=== Section Start ===

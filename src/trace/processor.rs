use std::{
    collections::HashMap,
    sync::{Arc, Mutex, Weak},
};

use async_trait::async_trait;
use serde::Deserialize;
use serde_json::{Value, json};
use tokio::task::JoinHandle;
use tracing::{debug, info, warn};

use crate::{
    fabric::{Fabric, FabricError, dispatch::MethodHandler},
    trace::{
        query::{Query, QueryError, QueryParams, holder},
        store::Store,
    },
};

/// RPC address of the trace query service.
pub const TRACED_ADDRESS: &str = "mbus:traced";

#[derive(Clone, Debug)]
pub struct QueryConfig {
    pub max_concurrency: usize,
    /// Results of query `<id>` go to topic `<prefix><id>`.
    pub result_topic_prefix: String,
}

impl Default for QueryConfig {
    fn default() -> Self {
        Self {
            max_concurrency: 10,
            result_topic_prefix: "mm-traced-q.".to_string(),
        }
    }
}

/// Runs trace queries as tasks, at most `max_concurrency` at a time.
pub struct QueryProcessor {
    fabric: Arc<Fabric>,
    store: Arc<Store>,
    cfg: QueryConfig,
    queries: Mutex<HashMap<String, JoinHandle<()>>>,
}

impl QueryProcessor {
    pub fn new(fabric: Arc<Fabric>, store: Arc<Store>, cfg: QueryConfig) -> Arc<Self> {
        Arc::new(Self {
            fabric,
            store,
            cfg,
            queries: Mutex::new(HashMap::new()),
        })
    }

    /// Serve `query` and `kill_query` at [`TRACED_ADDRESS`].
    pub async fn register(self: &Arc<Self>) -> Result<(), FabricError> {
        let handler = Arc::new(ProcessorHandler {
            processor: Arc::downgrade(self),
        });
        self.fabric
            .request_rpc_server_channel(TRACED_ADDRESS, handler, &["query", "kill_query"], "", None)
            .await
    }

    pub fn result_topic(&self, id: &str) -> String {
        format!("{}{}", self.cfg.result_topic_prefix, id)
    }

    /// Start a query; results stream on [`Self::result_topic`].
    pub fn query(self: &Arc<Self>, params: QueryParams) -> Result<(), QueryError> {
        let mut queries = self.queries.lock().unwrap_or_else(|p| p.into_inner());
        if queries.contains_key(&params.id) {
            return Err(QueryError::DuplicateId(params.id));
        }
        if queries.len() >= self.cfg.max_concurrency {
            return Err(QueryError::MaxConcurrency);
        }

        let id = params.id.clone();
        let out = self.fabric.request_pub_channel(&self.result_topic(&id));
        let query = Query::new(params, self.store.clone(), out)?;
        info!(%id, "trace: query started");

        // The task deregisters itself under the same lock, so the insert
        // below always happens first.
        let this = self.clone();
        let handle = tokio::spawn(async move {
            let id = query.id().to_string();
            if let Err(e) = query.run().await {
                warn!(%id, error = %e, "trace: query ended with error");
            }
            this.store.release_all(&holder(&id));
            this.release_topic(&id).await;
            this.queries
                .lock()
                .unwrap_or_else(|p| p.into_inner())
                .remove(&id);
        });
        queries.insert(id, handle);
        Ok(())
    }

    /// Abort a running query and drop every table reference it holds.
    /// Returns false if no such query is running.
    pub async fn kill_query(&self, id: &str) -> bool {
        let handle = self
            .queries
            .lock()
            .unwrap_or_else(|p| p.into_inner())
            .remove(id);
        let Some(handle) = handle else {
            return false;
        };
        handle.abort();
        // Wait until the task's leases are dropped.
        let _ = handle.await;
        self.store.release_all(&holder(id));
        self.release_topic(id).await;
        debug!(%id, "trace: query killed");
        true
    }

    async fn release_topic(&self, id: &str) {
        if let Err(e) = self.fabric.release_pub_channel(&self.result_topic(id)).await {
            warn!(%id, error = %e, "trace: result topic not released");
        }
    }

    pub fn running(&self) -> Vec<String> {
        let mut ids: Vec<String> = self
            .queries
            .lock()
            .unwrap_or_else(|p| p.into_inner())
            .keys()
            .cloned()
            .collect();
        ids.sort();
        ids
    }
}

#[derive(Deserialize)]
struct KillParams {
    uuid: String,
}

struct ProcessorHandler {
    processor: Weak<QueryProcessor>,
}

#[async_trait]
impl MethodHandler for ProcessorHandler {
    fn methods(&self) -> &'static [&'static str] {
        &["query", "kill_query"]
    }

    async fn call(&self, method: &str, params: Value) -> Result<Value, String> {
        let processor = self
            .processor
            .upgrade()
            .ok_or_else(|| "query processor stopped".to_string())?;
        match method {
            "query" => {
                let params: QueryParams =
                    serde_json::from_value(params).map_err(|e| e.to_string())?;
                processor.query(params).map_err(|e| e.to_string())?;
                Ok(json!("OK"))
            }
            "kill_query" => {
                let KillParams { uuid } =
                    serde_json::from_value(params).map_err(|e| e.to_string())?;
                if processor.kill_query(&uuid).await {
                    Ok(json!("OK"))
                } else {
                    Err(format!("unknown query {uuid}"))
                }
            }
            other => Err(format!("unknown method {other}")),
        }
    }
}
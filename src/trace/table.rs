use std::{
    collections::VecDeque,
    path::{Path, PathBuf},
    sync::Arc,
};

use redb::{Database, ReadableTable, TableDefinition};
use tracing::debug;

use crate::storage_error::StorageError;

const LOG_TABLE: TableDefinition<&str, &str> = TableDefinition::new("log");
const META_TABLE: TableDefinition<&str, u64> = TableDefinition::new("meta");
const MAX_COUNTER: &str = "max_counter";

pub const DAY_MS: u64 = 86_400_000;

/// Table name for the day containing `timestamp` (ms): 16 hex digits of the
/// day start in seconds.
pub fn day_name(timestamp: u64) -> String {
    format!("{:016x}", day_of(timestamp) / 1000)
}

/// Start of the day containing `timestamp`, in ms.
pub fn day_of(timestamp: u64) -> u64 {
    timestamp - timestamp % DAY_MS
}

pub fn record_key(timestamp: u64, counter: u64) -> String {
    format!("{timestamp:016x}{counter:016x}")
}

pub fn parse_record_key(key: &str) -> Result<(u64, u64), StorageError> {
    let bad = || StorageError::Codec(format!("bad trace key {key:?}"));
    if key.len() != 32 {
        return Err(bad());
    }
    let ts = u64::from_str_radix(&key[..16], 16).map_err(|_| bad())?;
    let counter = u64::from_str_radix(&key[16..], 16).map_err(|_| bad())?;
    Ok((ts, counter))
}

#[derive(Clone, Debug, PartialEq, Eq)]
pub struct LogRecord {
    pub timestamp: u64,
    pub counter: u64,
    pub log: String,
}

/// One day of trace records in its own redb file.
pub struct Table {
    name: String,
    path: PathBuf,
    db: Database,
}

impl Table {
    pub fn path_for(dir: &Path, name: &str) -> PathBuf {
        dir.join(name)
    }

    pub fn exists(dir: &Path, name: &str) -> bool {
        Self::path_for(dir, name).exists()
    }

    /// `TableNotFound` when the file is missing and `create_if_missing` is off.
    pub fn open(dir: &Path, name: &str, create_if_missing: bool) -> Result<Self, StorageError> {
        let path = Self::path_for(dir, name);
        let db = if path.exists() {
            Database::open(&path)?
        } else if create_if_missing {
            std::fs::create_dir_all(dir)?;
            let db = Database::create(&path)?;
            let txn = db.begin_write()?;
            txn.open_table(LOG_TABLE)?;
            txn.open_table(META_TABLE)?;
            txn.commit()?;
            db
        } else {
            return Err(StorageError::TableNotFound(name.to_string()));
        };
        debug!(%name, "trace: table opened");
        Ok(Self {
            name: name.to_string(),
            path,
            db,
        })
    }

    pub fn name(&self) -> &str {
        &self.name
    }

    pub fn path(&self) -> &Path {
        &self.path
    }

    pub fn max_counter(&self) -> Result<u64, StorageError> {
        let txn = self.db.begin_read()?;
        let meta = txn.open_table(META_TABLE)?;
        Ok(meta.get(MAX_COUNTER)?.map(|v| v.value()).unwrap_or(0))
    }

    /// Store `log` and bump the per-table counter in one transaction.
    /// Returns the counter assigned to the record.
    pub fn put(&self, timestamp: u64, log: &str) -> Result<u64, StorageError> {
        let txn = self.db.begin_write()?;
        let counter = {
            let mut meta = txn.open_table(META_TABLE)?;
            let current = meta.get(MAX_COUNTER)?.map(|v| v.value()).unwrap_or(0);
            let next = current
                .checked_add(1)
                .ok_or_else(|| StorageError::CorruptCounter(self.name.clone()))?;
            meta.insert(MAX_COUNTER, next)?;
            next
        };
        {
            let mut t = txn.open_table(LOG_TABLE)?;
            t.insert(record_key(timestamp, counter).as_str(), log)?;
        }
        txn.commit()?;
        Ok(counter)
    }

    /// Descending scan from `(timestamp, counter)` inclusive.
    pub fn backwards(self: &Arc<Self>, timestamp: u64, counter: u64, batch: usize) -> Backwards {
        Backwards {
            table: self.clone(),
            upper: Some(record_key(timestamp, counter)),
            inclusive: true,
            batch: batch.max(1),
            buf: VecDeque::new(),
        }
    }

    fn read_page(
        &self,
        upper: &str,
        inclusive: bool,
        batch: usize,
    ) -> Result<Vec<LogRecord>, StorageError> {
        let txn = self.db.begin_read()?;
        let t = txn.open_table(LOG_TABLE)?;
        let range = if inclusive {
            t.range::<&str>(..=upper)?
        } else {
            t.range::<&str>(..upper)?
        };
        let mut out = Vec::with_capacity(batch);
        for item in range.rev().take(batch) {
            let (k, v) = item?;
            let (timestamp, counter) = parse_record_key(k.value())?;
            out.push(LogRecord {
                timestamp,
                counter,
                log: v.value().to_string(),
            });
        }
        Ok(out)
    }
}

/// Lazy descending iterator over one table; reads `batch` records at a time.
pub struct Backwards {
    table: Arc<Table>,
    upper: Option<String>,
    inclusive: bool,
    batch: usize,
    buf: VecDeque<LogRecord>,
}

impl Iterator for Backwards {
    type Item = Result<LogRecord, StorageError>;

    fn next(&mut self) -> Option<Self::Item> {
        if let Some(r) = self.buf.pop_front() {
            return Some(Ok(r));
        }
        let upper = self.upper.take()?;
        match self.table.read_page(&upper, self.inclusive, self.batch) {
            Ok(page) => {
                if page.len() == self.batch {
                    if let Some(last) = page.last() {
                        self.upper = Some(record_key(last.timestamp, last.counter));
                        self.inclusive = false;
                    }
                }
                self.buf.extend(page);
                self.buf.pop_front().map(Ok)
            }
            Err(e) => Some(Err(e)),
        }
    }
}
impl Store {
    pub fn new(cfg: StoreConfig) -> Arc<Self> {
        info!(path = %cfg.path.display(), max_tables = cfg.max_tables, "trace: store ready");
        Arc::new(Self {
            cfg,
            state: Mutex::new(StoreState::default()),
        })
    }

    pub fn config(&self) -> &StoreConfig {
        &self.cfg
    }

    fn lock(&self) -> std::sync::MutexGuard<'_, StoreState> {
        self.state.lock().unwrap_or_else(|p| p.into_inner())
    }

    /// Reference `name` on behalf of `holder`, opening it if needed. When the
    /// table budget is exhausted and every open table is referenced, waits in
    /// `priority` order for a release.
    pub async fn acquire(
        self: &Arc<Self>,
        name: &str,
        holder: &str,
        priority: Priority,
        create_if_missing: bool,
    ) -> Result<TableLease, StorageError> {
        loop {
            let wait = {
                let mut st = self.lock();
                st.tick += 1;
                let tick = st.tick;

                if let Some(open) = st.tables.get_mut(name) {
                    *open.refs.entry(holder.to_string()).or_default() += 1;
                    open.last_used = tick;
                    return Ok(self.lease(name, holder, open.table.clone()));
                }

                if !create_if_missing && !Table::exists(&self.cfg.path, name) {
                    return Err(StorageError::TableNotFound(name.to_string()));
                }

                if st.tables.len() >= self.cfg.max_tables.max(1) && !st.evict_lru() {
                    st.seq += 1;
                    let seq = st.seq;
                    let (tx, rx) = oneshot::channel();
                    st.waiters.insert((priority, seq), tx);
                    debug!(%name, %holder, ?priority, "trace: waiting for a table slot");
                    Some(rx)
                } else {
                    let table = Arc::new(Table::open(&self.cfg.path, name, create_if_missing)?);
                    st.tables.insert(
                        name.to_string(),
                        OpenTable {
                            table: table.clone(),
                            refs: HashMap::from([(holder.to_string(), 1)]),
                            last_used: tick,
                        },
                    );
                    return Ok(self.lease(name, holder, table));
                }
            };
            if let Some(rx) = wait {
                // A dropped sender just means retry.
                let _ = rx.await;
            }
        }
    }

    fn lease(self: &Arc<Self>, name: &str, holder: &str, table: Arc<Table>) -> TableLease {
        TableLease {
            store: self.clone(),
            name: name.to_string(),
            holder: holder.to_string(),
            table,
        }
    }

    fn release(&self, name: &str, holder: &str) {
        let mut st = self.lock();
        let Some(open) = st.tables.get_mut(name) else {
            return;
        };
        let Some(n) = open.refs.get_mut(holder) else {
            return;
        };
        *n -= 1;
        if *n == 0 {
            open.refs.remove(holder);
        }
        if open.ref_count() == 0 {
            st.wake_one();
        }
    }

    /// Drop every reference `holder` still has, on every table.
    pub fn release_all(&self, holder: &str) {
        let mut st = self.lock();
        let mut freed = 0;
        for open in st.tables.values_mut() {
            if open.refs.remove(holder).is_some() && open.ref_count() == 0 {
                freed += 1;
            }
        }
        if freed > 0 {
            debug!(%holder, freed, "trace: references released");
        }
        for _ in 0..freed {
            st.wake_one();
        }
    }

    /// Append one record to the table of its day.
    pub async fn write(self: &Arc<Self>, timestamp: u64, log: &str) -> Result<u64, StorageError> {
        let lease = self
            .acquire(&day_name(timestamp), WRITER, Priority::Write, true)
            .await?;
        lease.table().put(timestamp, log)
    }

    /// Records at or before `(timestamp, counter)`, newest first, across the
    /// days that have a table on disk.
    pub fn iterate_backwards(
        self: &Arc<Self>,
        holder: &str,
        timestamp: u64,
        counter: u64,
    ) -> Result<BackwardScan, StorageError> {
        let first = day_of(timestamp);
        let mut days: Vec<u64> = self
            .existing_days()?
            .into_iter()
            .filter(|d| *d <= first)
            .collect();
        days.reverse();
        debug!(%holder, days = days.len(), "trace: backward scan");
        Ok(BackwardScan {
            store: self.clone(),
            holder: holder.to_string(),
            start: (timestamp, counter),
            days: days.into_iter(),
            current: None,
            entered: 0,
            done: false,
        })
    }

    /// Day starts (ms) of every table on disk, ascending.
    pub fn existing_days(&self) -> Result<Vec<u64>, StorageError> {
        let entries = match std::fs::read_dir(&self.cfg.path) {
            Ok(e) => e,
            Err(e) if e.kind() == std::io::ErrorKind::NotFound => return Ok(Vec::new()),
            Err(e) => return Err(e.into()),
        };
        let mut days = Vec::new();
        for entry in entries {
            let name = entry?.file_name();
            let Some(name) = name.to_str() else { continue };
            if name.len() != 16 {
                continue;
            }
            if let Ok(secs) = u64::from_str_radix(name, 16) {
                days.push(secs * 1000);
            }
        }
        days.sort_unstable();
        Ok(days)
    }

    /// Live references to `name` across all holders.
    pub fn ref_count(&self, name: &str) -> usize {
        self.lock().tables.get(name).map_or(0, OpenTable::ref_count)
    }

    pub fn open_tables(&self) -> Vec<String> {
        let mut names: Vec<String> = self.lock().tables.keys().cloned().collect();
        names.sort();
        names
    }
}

=== Section End ===

* What you have to do *
Could you state how many lines in the entries contain the word "OpenTable"? Reply with nothing but the number.

* Finished exercise *
2